==== RECORDS

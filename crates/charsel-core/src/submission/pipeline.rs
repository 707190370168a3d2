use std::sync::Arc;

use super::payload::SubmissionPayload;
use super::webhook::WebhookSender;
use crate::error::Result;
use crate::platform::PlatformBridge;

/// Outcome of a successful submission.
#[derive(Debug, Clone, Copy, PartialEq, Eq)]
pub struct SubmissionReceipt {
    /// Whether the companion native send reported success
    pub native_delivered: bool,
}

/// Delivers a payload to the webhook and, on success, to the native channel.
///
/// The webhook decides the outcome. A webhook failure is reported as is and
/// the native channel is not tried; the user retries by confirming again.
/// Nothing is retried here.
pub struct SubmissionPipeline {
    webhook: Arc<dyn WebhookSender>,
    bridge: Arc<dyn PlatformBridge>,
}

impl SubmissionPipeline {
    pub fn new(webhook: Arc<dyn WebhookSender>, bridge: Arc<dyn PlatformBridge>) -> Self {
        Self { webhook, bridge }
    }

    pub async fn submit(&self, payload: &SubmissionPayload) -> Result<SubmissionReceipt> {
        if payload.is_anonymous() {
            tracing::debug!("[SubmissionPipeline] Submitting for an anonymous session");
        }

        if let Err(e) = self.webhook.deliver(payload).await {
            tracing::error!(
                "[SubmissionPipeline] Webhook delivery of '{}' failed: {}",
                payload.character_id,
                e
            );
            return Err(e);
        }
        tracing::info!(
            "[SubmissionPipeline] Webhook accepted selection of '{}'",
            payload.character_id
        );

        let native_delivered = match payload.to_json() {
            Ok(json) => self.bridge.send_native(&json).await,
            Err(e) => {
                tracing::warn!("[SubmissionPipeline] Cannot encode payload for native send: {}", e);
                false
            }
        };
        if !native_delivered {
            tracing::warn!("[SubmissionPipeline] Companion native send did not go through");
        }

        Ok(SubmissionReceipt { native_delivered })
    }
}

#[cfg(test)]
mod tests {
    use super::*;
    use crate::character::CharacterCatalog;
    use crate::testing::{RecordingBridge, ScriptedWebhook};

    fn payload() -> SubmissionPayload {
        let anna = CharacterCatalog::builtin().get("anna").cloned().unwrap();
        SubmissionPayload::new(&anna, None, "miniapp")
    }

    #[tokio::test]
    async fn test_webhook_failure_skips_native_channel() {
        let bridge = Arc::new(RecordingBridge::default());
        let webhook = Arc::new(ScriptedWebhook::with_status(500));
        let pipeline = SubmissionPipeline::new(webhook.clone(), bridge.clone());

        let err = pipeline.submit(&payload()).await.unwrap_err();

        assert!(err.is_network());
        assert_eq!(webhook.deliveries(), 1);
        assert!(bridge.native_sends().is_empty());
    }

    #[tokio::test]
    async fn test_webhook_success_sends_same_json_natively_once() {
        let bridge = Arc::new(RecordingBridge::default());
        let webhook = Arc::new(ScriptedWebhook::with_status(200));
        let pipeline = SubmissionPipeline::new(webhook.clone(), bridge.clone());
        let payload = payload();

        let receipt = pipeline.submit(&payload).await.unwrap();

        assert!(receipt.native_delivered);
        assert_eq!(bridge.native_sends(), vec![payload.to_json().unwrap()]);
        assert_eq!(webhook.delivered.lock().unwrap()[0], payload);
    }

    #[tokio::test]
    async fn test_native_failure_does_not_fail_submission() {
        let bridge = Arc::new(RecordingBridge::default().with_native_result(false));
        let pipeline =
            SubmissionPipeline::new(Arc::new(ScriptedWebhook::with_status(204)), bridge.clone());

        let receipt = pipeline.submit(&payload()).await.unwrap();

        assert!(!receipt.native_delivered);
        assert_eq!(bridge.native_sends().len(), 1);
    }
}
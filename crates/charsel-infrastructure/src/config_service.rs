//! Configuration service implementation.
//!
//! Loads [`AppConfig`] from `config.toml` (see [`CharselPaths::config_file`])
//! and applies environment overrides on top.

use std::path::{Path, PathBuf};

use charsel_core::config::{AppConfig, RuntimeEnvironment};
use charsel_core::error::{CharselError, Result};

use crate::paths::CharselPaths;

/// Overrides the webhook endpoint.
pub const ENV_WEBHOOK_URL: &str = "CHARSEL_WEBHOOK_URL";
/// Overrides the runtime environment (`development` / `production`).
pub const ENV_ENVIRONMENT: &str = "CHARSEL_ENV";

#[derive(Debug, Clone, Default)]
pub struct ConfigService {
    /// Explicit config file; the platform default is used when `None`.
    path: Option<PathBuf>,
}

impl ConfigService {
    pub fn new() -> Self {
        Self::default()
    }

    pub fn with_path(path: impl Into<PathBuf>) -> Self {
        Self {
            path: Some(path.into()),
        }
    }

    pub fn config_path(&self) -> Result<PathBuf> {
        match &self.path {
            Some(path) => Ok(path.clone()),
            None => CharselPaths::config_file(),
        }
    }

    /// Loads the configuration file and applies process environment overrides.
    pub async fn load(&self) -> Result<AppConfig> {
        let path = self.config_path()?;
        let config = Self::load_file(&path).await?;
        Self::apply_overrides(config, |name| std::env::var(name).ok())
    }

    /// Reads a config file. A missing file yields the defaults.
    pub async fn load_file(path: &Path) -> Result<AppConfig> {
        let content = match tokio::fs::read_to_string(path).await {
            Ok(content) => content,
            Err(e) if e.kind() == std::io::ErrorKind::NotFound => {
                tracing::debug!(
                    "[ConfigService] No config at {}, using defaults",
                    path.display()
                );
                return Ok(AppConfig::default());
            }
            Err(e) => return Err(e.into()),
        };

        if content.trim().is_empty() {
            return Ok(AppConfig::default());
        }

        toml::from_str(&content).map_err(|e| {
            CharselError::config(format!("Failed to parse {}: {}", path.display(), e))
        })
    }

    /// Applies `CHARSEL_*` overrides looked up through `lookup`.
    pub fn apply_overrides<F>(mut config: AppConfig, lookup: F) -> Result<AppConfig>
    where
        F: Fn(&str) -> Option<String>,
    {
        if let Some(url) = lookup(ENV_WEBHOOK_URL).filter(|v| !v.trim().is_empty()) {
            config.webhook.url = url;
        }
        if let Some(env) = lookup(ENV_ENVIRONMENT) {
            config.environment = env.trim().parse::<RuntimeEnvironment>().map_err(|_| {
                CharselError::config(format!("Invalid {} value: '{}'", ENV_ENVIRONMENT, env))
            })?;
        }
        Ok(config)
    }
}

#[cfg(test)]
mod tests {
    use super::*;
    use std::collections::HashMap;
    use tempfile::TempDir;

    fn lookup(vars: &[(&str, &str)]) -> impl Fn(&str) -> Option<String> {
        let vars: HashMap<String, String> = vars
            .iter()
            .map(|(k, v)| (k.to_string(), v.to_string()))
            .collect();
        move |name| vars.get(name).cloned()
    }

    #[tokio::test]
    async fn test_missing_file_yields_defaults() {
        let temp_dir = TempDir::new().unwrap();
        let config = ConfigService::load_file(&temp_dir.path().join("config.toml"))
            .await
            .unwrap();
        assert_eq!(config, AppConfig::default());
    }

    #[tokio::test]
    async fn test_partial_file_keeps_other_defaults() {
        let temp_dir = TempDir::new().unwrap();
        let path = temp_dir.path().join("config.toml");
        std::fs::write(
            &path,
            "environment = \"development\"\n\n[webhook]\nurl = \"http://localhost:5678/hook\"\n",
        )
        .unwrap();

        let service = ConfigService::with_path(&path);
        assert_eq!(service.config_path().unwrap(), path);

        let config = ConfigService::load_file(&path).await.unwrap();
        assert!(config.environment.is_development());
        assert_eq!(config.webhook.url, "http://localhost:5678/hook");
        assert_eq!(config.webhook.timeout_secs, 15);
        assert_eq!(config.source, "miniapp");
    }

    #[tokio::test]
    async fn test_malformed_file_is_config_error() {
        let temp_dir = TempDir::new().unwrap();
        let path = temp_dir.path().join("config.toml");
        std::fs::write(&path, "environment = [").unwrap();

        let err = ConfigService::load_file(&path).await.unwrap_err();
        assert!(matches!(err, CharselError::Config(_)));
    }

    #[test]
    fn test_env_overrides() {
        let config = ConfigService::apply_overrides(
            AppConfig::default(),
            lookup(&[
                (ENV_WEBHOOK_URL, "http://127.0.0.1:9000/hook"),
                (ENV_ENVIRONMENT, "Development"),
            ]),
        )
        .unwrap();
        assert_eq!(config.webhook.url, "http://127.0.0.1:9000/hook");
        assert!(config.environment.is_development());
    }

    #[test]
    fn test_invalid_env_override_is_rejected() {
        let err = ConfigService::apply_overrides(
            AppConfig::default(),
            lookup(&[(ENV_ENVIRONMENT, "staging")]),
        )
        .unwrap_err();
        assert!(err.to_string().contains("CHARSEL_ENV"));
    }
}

========

* _WORK REQUIRED_: What is needed is an exact repetition of the lines from the first line of the records through the line containing "a successful submission.", both ends included, and nothing more.

* _ANSWER TO THIS TASK_:
filename crates/charsel-core/src/submission/pipeline.rs
repository 707190370168a3d2
use std::sync::Arc;

use super::payload::SubmissionPayload;
use super::webhook::WebhookSender;
use crate::error::Result;
use crate::platform::PlatformBridge;

/// Outcome of a successful submission.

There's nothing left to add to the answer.